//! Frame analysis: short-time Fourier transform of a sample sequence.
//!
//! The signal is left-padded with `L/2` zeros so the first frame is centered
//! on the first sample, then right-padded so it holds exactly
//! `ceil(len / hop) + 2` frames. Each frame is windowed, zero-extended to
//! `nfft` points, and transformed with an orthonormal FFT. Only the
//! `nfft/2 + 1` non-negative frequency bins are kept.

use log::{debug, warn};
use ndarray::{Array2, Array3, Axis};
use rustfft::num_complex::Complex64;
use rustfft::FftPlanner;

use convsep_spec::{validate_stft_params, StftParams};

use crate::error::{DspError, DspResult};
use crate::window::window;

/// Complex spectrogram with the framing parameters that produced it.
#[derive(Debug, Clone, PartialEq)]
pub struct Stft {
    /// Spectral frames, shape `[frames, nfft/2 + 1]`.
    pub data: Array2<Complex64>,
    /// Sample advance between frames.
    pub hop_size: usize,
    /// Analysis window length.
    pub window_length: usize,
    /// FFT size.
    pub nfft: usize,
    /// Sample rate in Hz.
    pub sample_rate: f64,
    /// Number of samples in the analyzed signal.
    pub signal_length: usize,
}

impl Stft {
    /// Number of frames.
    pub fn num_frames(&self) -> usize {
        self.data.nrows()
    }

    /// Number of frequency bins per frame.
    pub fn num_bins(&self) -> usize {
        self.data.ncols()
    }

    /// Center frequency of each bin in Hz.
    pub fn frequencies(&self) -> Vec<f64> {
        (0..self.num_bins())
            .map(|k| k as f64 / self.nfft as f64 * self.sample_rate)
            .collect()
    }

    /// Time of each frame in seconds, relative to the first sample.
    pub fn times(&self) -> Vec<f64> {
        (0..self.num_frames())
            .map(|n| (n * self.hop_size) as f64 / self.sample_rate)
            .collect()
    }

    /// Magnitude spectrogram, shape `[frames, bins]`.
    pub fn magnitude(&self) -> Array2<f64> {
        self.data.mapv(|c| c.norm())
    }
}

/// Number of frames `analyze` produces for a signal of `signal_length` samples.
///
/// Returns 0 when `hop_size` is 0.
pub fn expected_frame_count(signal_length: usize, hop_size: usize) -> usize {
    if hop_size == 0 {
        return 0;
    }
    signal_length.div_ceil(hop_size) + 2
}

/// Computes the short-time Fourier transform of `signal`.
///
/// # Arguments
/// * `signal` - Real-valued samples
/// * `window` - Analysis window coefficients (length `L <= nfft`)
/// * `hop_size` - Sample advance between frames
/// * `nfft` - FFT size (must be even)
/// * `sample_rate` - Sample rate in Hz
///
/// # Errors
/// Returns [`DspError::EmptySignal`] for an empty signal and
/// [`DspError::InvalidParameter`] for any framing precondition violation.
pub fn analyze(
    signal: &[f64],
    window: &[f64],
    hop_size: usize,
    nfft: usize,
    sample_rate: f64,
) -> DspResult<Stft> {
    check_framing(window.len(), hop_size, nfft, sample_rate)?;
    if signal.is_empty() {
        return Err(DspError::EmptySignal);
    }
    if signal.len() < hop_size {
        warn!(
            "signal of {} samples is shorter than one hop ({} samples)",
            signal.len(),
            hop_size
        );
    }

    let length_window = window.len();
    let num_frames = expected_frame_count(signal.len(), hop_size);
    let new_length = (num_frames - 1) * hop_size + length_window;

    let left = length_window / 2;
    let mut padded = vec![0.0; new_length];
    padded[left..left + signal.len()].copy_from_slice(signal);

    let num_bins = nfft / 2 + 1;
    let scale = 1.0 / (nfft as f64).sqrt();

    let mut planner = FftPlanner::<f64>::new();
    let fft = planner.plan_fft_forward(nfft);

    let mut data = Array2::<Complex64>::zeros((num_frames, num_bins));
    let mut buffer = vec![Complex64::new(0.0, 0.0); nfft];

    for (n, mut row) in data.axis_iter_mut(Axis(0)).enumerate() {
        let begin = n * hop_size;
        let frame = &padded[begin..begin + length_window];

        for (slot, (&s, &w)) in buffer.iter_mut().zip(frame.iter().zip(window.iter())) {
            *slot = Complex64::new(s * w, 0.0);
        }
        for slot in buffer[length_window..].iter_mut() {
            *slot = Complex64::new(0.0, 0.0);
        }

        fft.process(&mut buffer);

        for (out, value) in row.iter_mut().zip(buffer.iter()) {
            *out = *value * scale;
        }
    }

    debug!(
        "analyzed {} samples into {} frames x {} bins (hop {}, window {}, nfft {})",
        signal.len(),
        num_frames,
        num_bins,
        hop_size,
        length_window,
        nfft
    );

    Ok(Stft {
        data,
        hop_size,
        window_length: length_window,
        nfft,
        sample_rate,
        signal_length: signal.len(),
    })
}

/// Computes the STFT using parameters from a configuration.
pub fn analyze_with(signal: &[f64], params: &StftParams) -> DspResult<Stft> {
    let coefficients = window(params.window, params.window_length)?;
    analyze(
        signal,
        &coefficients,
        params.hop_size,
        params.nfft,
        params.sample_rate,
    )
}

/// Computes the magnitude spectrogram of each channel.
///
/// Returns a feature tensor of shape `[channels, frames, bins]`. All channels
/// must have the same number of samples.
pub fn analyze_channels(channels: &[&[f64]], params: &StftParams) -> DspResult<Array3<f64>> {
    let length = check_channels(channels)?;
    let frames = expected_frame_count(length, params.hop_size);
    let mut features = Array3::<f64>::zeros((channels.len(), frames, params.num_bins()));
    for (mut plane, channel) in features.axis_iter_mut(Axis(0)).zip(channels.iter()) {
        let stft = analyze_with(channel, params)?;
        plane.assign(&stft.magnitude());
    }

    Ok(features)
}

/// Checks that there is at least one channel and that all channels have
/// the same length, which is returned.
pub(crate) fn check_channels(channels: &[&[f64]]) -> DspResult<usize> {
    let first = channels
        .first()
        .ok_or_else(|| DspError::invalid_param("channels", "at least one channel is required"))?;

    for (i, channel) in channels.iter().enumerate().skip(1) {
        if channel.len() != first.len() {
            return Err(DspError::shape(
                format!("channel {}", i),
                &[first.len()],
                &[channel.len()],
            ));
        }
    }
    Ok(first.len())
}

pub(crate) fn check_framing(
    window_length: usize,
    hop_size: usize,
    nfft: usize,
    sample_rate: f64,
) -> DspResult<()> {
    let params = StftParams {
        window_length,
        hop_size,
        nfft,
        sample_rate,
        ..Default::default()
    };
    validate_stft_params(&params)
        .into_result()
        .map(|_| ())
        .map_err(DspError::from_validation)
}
--
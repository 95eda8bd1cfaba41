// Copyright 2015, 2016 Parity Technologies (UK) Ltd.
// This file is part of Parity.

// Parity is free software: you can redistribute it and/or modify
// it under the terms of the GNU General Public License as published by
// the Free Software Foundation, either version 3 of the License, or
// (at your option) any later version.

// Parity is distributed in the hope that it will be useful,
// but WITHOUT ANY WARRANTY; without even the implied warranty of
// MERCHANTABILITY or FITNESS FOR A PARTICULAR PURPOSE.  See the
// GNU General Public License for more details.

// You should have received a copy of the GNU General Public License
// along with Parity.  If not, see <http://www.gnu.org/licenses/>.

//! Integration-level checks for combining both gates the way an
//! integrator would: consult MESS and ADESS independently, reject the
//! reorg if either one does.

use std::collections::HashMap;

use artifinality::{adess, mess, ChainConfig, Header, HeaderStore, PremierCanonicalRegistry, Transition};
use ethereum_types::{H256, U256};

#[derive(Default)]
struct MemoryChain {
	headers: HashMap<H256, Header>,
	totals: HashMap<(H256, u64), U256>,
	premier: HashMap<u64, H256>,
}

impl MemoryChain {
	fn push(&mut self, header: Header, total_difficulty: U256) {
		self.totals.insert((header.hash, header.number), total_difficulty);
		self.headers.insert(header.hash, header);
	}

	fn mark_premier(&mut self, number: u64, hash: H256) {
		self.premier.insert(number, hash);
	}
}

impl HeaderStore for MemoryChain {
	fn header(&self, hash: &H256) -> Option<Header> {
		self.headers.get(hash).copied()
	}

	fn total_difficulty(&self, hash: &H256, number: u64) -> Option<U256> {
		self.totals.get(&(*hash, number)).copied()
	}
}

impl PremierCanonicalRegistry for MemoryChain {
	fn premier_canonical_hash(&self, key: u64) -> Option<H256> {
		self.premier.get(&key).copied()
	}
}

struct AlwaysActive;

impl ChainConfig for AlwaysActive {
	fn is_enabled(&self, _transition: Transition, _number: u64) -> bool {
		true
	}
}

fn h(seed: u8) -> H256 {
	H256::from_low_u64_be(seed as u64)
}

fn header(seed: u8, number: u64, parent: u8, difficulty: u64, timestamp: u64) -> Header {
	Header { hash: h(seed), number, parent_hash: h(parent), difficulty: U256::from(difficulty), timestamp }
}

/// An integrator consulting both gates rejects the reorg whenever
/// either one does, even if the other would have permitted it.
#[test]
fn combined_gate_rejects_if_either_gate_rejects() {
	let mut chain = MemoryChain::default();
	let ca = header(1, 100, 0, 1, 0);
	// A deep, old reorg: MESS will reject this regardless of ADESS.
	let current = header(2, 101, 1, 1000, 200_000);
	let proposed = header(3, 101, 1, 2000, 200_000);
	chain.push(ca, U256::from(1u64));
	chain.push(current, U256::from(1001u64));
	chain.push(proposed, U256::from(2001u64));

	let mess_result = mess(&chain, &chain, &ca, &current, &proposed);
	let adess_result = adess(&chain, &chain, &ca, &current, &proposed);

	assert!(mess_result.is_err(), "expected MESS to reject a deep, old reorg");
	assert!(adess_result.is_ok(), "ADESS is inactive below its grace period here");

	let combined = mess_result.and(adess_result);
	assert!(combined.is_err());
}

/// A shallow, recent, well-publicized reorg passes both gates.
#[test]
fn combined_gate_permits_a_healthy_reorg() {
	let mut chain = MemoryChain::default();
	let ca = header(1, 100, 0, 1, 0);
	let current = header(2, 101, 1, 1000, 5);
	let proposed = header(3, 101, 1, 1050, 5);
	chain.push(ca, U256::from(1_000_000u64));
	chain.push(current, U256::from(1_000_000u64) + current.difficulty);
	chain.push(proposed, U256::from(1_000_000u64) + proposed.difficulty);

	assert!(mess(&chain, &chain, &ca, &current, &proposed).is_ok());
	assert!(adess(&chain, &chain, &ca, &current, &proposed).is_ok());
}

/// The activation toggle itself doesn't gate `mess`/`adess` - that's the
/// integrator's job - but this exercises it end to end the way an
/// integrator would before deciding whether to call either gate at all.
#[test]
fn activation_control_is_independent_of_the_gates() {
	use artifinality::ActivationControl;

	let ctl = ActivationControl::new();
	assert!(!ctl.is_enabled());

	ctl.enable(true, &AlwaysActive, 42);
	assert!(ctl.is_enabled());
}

### Work order
The answer is the lines above between the line holding "a sample sequence." and the line holding "pub struct Stft", inclusive, each written out exactly, and no others.

### Solution to this task
//! Frame analysis: short-time Fourier transform of a sample sequence.
//!
//! The signal is left-padded with `L/2` zeros so the first frame is centered
//! on the first sample, then right-padded so it holds exactly
//! `ceil(len / hop) + 2` frames. Each frame is windowed, zero-extended to
//! `nfft` points, and transformed with an orthonormal FFT. Only the
//! `nfft/2 + 1` non-negative frequency bins are kept.

use log::{debug, warn};
use ndarray::{Array2, Array3, Axis};
use rustfft::num_complex::Complex64;
use rustfft::FftPlanner;

use convsep_spec::{validate_stft_params, StftParams};

use crate::error::{DspError, DspResult};
use crate::window::window;

/// Complex spectrogram with the framing parameters that produced it.
#[derive(Debug, Clone, PartialEq)]
pub struct Stft {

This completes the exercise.